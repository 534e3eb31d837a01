use std::time::Duration;

use async_trait::async_trait;
use reqwest::Client;
use serde_json::json;
use tracing::{debug, instrument, warn};

use shared_models::{Alert, NotificationError};

use crate::collaborators::NotificationSender;

/// Posts each alert as JSON to a single webhook endpoint.
pub struct WebhookNotificationSender {
    client: Client,
    url: String,
}

impl WebhookNotificationSender {
    pub fn new(url: impl Into<String>, timeout: Duration) -> Result<Self, NotificationError> {
        let client = Client::builder()
            .timeout(timeout)
            .build()
            .map_err(|e| NotificationError::Unreachable(format!("failed to build HTTP client: {}", e)))?;

        Ok(Self { client, url: url.into() })
    }
}

#[async_trait]
impl NotificationSender for WebhookNotificationSender {
    fn channel(&self) -> &str {
        "webhook"
    }

    #[instrument(skip(self, alert), fields(alert_id = %alert.id))]
    async fn send(&self, alert: &Alert, recipient: &str) -> Result<(), NotificationError> {
        let response = self
            .client
            .post(&self.url)
            .json(&json!({
                "recipient": recipient,
                "alert": alert,
            }))
            .send()
            .await
            .map_err(|e| NotificationError::Unreachable(e.to_string()))?;

        let status = response.status();
        if !status.is_success() {
            let body = response.text().await.unwrap_or_default();
            warn!("Webhook rejected alert ({}): {}", status, body);
            return Err(NotificationError::Rejected {
                alert_id: alert.id.to_string(),
                reason: format!("status {}", status),
            });
        }

        debug!("Webhook accepted alert");
        Ok(())
    }
}
//! Seams to the systems the monitor depends on but does not own.

use async_trait::async_trait;

use shared_models::{Alert, DetectOptions, DetectorError, NotificationError, ShiftCandidate};

use crate::error::MonitoringError;

/// Source of correlation shift candidates.
#[async_trait]
pub trait ShiftDetector: Send + Sync {
    async fn detect(&self, options: DetectOptions) -> Result<Vec<ShiftCandidate>, DetectorError>;
}

#[async_trait]
pub trait NotificationSender: Send + Sync {
    fn channel(&self) -> &str;

    async fn send(&self, alert: &Alert, recipient: &str) -> Result<(), NotificationError>;
}

/// Push-based metrics. Implementations must not block.
pub trait MetricsSink: Send + Sync {
    fn increment(&self, name: &str, by: u64);

    fn gauge(&self, name: &str, value: f64);

    fn histogram(&self, name: &str, value: f64);
}

pub trait ResourceSampler: Send + Sync {
    /// Used memory as a fraction of total, `None` when it cannot be sampled.
    fn memory_usage_ratio(&self) -> Option<f64>;
}

pub trait RateLimitSink: Send + Sync {
    fn set_admission_rate(&self, rate: f64);
}

/// A stateful piece of the subsystem that recovery can bounce.
#[async_trait]
pub trait ManagedComponent: Send + Sync {
    fn name(&self) -> &str;

    async fn stop(&self) -> Result<(), MonitoringError>;

    async fn start(&self) -> Result<(), MonitoringError>;
}

#[async_trait]
pub trait MarketDataSource: Send + Sync {
    /// Market-implied edge for the pair in `[0, 1]`, if the market prices it.
    async fn market_edge(&self, candidate: &ShiftCandidate) -> Option<f64>;
}

/// Rate sink that discards the value.
#[derive(Debug, Default, Clone, Copy)]
pub struct NoopRateLimitSink;

impl RateLimitSink for NoopRateLimitSink {
    fn set_admission_rate(&self, _rate: f64) {}
}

——

Output all of the entries without altering a single word.

repository 534e3eb31d837a01
use std::time::Duration;

use async_trait::async_trait;
use reqwest::Client;
use serde_json::json;
use tracing::{debug, instrument, warn};

use shared_models::{Alert, NotificationError};

use crate::collaborators::NotificationSender;

/// Posts each alert as JSON to a single webhook endpoint.
pub struct WebhookNotificationSender {
    client: Client,
    url: String,
}

impl WebhookNotificationSender {
    pub fn new(url: impl Into<String>, timeout: Duration) -> Result<Self, NotificationError> {
        let client = Client::builder()
            .timeout(timeout)
            .build()
            .map_err(|e| NotificationError::Unreachable(format!("failed to build HTTP client: {}", e)))?;

        Ok(Self { client, url: url.into() })
    }
}

#[async_trait]
impl NotificationSender for WebhookNotificationSender {
    fn channel(&self) -> &str {
        "webhook"
    }

    #[instrument(skip(self, alert), fields(alert_id = %alert.id))]
    async fn send(&self, alert: &Alert, recipient: &str) -> Result<(), NotificationError> {
        let response = self
            .client
            .post(&self.url)
            .json(&json!({
                "recipient": recipient,
                "alert": alert,
            }))
            .send()
            .await
            .map_err(|e| NotificationError::Unreachable(e.to_string()))?;

        let status = response.status();
        if !status.is_success() {
            let body = response.text().await.unwrap_or_default();
            warn!("Webhook rejected alert ({}): {}", status, body);
            return Err(NotificationError::Rejected {
                alert_id: alert.id.to_string(),
                reason: format!("status {}", status),
            });
        }

        debug!("Webhook accepted alert");
        Ok(())
    }
}
//! Seams to the systems the monitor depends on but does not own.

use async_trait::async_trait;

use shared_models::{Alert, DetectOptions, DetectorError, NotificationError, ShiftCandidate};

use crate::error::MonitoringError;

/// Source of correlation shift candidates.
#[async_trait]
pub trait ShiftDetector: Send + Sync {
    async fn detect(&self, options: DetectOptions) -> Result<Vec<ShiftCandidate>, DetectorError>;
}

#[async_trait]
pub trait NotificationSender: Send + Sync {
    fn channel(&self) -> &str;

    async fn send(&self, alert: &Alert, recipient: &str) -> Result<(), NotificationError>;
}

/// Push-based metrics. Implementations must not block.
pub trait MetricsSink: Send + Sync {
    fn increment(&self, name: &str, by: u64);

    fn gauge(&self, name: &str, value: f64);

    fn histogram(&self, name: &str, value: f64);
}

pub trait ResourceSampler: Send + Sync {
    /// Used memory as a fraction of total, `None` when it cannot be sampled.
    fn memory_usage_ratio(&self) -> Option<f64>;
}

pub trait RateLimitSink: Send + Sync {
    fn set_admission_rate(&self, rate: f64);
}

/// A stateful piece of the subsystem that recovery can bounce.
#[async_trait]
pub trait ManagedComponent: Send + Sync {
    fn name(&self) -> &str;

    async fn stop(&self) -> Result<(), MonitoringError>;

    async fn start(&self) -> Result<(), MonitoringError>;
}

#[async_trait]
pub trait MarketDataSource: Send + Sync {
    /// Market-implied edge for the pair in `[0, 1]`, if the market prices it.
    async fn market_edge(&self, candidate: &ShiftCandidate) -> Option<f64>;
}

/// Rate sink that discards the value.
#[derive(Debug, Default, Clone, Copy)]
pub struct NoopRateLimitSink;

impl RateLimitSink for NoopRateLimitSink {
    fn set_admission_rate(&self, _rate: f64) {}
}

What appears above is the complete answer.